◆ Task to complete ◆
Count the lines below that contain the word "headers", and reply with only that number.

-------- Given records

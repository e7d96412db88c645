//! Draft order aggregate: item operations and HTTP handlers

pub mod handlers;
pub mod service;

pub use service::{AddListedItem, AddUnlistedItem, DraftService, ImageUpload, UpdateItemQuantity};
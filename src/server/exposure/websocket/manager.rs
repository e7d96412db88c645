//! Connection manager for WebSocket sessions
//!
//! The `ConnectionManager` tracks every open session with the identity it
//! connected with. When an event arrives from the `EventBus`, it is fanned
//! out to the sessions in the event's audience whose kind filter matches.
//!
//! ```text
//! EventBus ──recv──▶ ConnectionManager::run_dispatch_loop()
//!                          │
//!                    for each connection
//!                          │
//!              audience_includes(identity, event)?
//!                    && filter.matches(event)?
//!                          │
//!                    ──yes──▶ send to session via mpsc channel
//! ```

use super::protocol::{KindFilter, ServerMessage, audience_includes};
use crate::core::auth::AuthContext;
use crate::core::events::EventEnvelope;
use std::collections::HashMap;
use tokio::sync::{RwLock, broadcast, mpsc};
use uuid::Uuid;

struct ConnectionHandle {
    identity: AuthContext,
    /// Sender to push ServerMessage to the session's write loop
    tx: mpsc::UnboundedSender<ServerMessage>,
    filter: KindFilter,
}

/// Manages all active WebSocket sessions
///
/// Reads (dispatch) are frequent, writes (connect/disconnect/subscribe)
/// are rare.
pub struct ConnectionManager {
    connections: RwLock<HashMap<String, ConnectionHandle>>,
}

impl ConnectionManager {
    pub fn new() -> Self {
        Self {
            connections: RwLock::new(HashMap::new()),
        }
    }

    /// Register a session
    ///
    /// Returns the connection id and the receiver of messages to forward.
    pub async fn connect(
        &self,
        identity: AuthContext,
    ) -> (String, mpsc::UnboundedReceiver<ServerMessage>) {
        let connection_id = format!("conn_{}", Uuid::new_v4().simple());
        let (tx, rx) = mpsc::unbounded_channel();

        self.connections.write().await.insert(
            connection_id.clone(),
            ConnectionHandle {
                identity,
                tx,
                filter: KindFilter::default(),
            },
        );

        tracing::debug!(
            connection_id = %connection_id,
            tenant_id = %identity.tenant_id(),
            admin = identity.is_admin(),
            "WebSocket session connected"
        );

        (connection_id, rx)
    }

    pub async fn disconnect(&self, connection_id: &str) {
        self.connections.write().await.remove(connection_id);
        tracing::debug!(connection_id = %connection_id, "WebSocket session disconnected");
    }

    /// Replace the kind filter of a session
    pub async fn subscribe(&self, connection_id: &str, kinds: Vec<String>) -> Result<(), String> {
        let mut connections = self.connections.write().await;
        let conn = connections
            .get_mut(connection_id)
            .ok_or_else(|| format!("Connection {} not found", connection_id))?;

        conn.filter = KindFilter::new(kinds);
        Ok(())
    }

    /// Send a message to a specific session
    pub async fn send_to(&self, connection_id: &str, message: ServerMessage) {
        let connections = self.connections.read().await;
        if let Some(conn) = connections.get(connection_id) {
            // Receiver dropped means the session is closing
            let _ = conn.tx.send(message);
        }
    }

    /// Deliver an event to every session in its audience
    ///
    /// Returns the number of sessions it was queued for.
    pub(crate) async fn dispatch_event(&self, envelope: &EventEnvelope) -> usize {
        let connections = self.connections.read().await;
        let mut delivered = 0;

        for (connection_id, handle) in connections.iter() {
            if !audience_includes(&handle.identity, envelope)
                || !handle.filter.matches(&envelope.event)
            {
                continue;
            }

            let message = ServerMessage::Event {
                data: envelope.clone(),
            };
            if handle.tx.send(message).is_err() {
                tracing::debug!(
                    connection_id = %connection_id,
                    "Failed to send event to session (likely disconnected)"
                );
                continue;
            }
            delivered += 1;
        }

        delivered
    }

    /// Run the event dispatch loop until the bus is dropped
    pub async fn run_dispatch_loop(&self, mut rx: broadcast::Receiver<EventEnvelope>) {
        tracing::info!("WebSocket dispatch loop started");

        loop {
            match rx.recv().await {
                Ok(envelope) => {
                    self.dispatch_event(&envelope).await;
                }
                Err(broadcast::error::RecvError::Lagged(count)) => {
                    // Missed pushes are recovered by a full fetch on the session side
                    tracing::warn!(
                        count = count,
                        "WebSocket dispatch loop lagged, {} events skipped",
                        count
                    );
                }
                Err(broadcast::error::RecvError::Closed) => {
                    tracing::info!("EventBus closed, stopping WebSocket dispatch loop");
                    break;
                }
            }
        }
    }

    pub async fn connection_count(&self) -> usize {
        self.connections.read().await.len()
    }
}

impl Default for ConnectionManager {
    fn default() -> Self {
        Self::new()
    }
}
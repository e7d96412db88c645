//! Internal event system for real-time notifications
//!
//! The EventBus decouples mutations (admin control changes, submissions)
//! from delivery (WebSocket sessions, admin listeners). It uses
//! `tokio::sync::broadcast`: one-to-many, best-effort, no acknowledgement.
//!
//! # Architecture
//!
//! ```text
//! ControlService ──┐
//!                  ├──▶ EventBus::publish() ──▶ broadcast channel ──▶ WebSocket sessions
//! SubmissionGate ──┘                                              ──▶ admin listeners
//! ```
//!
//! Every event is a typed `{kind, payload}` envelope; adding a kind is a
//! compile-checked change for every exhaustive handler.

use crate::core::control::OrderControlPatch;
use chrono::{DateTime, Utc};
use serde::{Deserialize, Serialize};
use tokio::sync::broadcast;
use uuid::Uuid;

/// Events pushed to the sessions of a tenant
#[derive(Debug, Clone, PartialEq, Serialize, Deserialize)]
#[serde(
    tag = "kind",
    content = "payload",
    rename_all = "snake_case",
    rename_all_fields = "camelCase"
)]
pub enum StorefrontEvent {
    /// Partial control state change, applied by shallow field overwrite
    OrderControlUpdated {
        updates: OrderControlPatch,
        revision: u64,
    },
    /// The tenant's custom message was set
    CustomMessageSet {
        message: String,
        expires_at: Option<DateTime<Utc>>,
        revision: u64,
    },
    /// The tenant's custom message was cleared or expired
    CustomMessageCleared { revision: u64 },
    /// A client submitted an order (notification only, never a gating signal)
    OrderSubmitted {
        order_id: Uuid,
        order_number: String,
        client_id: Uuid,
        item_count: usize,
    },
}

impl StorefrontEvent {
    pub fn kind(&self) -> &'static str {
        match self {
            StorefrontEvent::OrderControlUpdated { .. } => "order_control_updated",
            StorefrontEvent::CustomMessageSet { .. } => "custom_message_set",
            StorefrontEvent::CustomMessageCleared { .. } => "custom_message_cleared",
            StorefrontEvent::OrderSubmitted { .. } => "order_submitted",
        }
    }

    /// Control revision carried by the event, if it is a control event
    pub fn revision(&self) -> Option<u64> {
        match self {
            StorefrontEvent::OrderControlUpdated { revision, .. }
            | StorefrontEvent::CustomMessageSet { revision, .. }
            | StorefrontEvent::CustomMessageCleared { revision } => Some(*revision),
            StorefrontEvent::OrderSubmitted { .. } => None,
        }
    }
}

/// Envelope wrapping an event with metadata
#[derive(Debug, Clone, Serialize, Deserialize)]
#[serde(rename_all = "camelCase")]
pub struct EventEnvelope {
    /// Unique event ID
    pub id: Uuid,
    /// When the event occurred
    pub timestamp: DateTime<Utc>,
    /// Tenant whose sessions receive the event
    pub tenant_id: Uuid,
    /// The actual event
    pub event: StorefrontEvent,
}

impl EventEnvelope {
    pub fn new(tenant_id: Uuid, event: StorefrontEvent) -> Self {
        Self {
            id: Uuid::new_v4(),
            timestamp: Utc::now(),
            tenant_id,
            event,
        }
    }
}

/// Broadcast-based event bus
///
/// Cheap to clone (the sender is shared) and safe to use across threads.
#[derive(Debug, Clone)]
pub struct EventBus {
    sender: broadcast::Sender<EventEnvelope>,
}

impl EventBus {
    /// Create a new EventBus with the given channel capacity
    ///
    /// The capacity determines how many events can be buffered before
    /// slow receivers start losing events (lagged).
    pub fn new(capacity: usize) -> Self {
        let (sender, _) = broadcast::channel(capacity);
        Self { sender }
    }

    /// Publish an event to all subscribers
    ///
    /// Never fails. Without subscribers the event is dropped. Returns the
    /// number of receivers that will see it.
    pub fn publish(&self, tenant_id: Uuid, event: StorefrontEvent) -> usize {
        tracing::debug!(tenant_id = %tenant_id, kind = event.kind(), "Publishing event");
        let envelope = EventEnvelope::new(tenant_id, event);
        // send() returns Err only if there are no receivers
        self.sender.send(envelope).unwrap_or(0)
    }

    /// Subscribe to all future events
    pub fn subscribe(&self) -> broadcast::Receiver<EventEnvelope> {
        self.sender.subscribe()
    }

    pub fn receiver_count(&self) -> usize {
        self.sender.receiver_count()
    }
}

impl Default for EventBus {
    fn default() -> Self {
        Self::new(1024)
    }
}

----------------
-------- Given records

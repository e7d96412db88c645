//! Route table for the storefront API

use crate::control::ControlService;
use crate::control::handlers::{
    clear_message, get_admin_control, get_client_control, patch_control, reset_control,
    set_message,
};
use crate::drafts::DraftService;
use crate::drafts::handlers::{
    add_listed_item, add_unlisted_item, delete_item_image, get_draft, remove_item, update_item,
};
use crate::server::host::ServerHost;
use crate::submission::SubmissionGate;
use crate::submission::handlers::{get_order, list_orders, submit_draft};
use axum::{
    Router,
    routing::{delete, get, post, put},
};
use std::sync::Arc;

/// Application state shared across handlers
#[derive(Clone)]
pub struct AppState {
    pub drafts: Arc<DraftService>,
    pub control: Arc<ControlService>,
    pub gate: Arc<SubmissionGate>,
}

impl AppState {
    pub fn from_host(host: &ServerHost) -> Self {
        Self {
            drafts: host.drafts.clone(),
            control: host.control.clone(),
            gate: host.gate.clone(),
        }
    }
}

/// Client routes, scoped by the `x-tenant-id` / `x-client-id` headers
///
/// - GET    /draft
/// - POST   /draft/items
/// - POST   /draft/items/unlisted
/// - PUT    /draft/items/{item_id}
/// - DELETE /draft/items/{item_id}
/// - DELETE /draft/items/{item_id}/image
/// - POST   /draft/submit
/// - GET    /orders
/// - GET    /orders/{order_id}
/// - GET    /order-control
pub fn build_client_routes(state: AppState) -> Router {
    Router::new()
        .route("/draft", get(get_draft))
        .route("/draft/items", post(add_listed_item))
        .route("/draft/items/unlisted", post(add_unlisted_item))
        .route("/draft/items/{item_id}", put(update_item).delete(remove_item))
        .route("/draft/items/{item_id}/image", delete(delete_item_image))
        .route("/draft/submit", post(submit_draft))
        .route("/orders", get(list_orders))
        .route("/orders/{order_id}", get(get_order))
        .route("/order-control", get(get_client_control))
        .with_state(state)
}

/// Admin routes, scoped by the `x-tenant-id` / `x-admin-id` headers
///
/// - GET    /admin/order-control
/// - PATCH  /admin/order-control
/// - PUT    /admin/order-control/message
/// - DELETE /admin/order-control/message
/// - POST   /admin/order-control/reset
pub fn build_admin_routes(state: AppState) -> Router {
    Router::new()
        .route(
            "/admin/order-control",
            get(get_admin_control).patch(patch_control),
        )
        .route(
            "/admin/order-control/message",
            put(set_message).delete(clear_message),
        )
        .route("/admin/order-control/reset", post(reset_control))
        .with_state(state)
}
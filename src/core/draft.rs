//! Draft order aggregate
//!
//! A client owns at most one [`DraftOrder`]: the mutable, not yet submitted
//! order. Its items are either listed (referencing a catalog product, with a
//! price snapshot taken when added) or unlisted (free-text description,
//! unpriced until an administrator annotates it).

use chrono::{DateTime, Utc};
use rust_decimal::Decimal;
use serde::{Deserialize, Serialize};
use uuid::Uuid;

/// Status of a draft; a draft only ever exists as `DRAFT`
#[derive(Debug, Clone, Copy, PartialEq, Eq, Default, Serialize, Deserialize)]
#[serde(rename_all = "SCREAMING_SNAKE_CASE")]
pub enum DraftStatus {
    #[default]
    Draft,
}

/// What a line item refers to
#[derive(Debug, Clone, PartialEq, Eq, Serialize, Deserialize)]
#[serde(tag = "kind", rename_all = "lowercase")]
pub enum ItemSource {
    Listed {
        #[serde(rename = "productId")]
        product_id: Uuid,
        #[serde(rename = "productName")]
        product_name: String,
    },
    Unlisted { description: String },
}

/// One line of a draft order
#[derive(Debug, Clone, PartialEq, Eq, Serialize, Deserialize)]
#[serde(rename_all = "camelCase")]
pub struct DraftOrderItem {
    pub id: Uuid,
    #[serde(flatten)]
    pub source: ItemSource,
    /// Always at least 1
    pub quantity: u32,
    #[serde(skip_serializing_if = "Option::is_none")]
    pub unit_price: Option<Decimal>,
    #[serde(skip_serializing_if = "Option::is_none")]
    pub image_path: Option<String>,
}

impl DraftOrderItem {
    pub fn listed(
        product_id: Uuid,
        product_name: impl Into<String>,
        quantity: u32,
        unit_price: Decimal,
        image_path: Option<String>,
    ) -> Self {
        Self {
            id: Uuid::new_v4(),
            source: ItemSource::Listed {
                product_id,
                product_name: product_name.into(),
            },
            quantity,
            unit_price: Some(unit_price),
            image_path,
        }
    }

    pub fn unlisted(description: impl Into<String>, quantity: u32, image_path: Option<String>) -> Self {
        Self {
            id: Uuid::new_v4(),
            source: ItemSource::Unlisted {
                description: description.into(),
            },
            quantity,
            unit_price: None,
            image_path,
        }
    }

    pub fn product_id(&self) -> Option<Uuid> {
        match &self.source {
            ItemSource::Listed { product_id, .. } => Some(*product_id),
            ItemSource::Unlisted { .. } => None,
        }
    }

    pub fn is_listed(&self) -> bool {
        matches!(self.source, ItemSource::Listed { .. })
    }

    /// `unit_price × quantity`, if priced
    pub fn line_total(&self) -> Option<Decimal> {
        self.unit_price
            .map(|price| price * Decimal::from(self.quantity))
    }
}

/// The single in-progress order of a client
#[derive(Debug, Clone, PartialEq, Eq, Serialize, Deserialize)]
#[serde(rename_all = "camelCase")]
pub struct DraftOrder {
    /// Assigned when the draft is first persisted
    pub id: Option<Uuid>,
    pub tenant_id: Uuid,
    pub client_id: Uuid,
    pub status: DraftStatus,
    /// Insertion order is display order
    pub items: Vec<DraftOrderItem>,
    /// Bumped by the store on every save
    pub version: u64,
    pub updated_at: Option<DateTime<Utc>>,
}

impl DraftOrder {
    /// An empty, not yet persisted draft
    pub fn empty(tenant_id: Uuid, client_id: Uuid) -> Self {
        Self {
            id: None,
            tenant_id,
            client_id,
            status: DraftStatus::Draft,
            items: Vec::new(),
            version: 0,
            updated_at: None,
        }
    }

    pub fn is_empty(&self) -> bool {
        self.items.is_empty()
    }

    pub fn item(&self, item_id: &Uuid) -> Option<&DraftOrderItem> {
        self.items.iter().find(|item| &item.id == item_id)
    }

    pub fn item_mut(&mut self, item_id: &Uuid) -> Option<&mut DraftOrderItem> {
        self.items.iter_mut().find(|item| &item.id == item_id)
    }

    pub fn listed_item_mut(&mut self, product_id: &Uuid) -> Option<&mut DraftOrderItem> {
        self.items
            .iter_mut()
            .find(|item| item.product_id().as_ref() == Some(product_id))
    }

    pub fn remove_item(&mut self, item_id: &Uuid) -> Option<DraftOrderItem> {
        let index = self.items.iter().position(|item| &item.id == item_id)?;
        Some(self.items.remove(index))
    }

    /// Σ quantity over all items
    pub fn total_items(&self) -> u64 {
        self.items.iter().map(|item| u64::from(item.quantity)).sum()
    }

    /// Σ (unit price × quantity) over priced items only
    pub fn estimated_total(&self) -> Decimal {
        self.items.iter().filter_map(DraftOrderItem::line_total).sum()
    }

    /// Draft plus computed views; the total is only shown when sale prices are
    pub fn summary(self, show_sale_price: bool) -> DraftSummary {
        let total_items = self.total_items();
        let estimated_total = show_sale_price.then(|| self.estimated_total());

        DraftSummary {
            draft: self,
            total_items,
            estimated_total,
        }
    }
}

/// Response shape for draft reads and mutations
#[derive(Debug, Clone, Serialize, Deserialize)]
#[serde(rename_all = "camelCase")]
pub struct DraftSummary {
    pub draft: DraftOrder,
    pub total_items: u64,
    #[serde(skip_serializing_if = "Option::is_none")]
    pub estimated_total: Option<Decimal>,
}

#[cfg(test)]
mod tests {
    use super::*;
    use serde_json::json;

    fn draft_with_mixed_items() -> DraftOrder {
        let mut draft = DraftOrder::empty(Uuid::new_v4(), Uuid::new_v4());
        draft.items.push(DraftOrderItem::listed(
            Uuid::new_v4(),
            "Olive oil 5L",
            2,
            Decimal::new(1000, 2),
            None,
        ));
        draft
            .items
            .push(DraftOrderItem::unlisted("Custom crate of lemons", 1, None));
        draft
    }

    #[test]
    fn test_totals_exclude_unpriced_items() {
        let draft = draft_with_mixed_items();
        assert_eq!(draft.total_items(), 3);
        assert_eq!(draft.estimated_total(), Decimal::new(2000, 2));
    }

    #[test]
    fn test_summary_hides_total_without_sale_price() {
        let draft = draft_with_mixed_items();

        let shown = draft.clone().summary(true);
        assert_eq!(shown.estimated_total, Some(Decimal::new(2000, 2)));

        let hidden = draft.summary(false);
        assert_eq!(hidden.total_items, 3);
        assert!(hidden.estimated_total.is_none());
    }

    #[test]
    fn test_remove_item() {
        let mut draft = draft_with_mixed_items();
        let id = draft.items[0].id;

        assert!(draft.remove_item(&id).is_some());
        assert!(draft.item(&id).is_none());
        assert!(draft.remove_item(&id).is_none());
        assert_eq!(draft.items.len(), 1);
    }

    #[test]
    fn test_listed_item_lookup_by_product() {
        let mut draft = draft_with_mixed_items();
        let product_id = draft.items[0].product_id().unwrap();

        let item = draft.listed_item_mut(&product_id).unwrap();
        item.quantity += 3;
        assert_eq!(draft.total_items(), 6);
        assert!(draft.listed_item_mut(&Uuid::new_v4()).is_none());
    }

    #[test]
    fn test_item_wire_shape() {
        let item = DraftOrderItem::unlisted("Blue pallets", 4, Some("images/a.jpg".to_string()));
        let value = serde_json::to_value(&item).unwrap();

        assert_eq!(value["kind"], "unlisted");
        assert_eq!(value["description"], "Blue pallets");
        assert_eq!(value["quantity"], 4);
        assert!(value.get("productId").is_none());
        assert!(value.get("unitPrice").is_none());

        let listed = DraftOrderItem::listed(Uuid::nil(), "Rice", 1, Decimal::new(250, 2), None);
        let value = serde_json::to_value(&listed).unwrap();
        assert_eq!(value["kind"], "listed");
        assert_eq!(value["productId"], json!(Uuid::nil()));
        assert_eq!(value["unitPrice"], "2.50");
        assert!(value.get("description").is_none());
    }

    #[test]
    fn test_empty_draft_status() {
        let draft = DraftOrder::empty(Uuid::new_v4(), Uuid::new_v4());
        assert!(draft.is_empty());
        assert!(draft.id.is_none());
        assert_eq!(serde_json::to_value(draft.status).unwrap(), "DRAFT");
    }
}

----------------

◆ Output for this task ◆
2